Comparison of the performance of the Phi-2 and Gemini Nano 2 (Source: Microsoft's official blog).
Considering that data from some public benchmarks could leak into the training data, Microsoft conducted an extensive sanitization study of the first model, phi-1, to rule out this possibility.
Based on the consideration that the best way to judge a language model is to test it on a specific use case, the researchers evaluated PHI-2 using multiple proprietary Microsoft datasets and tasks, and again compared it to MISTRAL and LLAMA 2, with the result of ,On average, PHI 2 is better than MISTRAL-7B, which is better than the LLAMA-2 model with 7 billion, 13 billion, and 73 billion parameter scales
In addition to benchmarking, the researchers tested some common cues within the community, and the performance they observed was consistent with what the results of the benchmark expected.
Among them, the researchers tested questions used to evaluate the ability of Google's Gemini Ultra model to solve physical problems.
Similar to Gemini's test, the researchers further asked the PHI-2 for the student's incorrect answers to see if it could identify the error.
However, judging from the output, this is not exactly a like-for-like comparison with the Gemini Ultra output described in the Gemini report, where the students' answers uploaded images of handwritten text, while the Phi-2 test used the original text.
The parameter size of PHI-2 is only 2.7 billion, but its performance is still not inferior compared to the larger 7 billion and 13 billion parameter models.

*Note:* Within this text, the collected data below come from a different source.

use serde::{Deserialize, Serialize};
use ts_rs::TS;
use utoipa::ToSchema;

use crate::models::{Identity, Role};

/// SessionSnapshot
///
/// The client-visible authentication state the routing layer operates on.
/// Created once at startup with `initialized = false`; `init` flips the flag
/// exactly once after the identity-restore attempt resolves, whether or not
/// it succeeded. A failed restore leaves `identity = None` — an unauthenticated
/// visitor, never an error surfaced to the routing layer.
#[derive(Debug, Clone, Default, PartialEq)]
pub struct SessionSnapshot {
    pub identity: Option<Identity>,
    pub initialized: bool,
}

impl SessionSnapshot {
    /// Fresh snapshot as it exists before the identity restore resolves.
    /// The access guard treats this state as "render nothing yet".
    pub fn new() -> Self {
        Self::default()
    }

    /// Completes the startup identity restore. `restored` is the outcome of
    /// the backend call: `Some` when a live session was found, `None` on any
    /// failure (expired cookie, 401, network error). Failure is silent by
    /// contract — the visitor simply browses anonymously.
    pub fn init(&mut self, restored: Option<Identity>) {
        self.identity = restored;
        self.initialized = true;
    }

    /// Replaces the identity after a successful login or registration.
    pub fn set_identity(&mut self, identity: Identity) {
        self.identity = Some(identity);
    }

    /// Drops the identity on logout. The snapshot stays initialized.
    pub fn clear(&mut self) {
        self.identity = None;
    }

    /// Snapshot for an already-resolved request, as built server-side where
    /// the session lookup has necessarily completed before evaluation.
    pub fn resolved(identity: Option<Identity>) -> Self {
        Self {
            identity,
            initialized: true,
        }
    }
}

/// RoleSet
///
/// The access requirement attached to a route. `Any` admits every
/// authenticated identity; `Only` admits the listed roles and nobody else.
/// The permissive historical behavior (any authenticated user passes a
/// role-restricted route) is explicitly NOT implemented.
#[derive(Debug, Clone, PartialEq)]
pub enum RoleSet {
    Any,
    Only(&'static [Role]),
}

impl RoleSet {
    pub fn allows(&self, role: Role) -> bool {
        match self {
            RoleSet::Any => true,
            RoleSet::Only(roles) => roles.contains(&role),
        }
    }
}

/// RouteName
///
/// Logical page identifiers. One entry per canonical page — the iteration
/// history of duplicate page components collapses to a single name here.
#[derive(Debug, Clone, Copy, PartialEq, Eq)]
pub enum RouteName {
    Main,
    Home,
    Schedule,
    Appointment,
    Profile,
    Login,
    Register,
    Reports,
    Admin,
    AccessDenied,
}

/// RouteEntry
///
/// Routing and guard metadata for one page. The page component itself is an
/// opaque collaborator; this layer only decides whether it may render.
/// Invariant: a non-`Any` role set implies `requires_auth`.
#[derive(Debug, Clone)]
pub struct RouteEntry {
    pub name: RouteName,
    pub path: &'static str,
    pub requires_auth: bool,
    pub allowed_roles: RoleSet,
}

impl RouteEntry {
    const fn public(name: RouteName, path: &'static str) -> Self {
        Self {
            name,
            path,
            requires_auth: false,
            allowed_roles: RoleSet::Any,
        }
    }

    const fn authenticated(name: RouteName, path: &'static str) -> Self {
        Self {
            name,
            path,
            requires_auth: true,
            allowed_roles: RoleSet::Any,
        }
    }

    const fn restricted(name: RouteName, path: &'static str, roles: &'static [Role]) -> Self {
        Self {
            name,
            path,
            requires_auth: true,
            allowed_roles: RoleSet::Only(roles),
        }
    }
}

/// RouteTable
///
/// The static page registry. Construction validates the table and fails
/// fast: registering two entries under the same path is a configuration
/// error caught at startup, never at request time.
#[derive(Debug, Clone)]
pub struct RouteTable {
    entries: Vec<RouteEntry>,
}

/// Raised by `RouteTable::try_new` when two entries share a path.
#[derive(Debug, PartialEq)]
pub struct DuplicatePath(pub &'static str);

impl std::fmt::Display for DuplicatePath {
    fn fmt(&self, f: &mut std::fmt::Formatter<'_>) -> std::fmt::Result {
        write!(f, "duplicate route path registered: {}", self.0)
    }
}

impl std::error::Error for DuplicatePath {}

impl RouteTable {
    pub fn try_new(entries: Vec<RouteEntry>) -> Result<Self, DuplicatePath> {
        for (i, entry) in entries.iter().enumerate() {
            if entries[..i].iter().any(|e| e.path == entry.path) {
                return Err(DuplicatePath(entry.path));
            }
        }
        Ok(Self { entries })
    }

    /// The portal's full page map. Access requirements follow the product
    /// decision: role lists are enforced strictly.
    pub fn standard() -> Self {
        use Role::*;
        Self::try_new(vec![
            RouteEntry::public(RouteName::Main, "/"),
            RouteEntry::restricted(RouteName::Home, "/home", &[Patient, Admin]),
            RouteEntry::restricted(RouteName::Schedule, "/schedule", &[Patient, Doctor, Admin]),
            RouteEntry::restricted(RouteName::Appointment, "/appointment", &[Patient]),
            RouteEntry::authenticated(RouteName::Profile, "/profile"),
            RouteEntry::public(RouteName::Login, "/login"),
            RouteEntry::public(RouteName::Register, "/register"),
            RouteEntry::restricted(RouteName::Reports, "/reports", &[Manager, Admin]),
            RouteEntry::restricted(RouteName::Admin, "/admin", &[Admin]),
            RouteEntry::public(RouteName::AccessDenied, "/access-denied"),
        ])
        .expect("standard route table must not contain duplicate paths")
    }

    pub fn entries(&self) -> &[RouteEntry] {
        &self.entries
    }

    pub fn find(&self, path: &str) -> Option<&RouteEntry> {
        self.entries.iter().find(|e| e.path == path)
    }
}

/// Decision
///
/// Terminal guard output for one route-render request. `Loading` is the
/// pre-init placeholder state; `Redirect` carries the originally requested
/// path when the visitor should be returned there after logging in.
#[derive(Debug, Clone, PartialEq, Serialize, Deserialize, TS, ToSchema)]
#[serde(tag = "decision", rename_all = "snake_case")]
#[ts(export)]
pub enum Decision {
    Loading,
    Allow,
    Redirect {
        to: String,
        #[serde(skip_serializing_if = "Option::is_none")]
        from: Option<String>,
    },
}

pub const LOGIN_PATH: &str = "/login";
pub const ACCESS_DENIED_PATH: &str = "/access-denied";

/// evaluate
///
/// The access guard. Pure: no I/O, no mutation, never errors — the only
/// outputs are the three `Decision` variants.
///
/// Order of checks:
/// 1. Uninitialized session → `Loading` until the identity restore lands.
/// 2. Anonymous + route requires auth → redirect to login, origin captured.
/// 3. Authenticated + role not in the route's set → redirect to the
///    access-denied page (never a silent blank screen).
/// 4. Otherwise → `Allow`.
pub fn evaluate(session: &SessionSnapshot, route: &RouteEntry) -> Decision {
    if !session.initialized {
        return Decision::Loading;
    }

    match &session.identity {
        None => {
            if route.requires_auth {
                Decision::Redirect {
                    to: LOGIN_PATH.to_string(),
                    from: Some(route.path.to_string()),
                }
            } else {
                Decision::Allow
            }
        }
        Some(identity) => {
            if route.allowed_roles.allows(identity.role) {
                Decision::Allow
            } else {
                Decision::Redirect {
                    to: ACCESS_DENIED_PATH.to_string(),
                    from: None,
                }
            }
        }
    }
}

Microsoft's focus on the layout of the small model market also confirms the value of small models in the era of large models.
The close cooperation between Microsoft and OpenAI has made the performance of GPT models unrivaled in the large-scale model market, and coupled with Microsoft's PHI series with smaller parameters, it can further seize the long-tail market of open-source models. However, for the time being, the PHI series is only allowed for research purposes.
From the perspective of the market, more and more players have begun to explore the deployment of large models on mobile devices such as mobile phones, and Microsoft's move may also accelerate the application of model capabilities on the device side.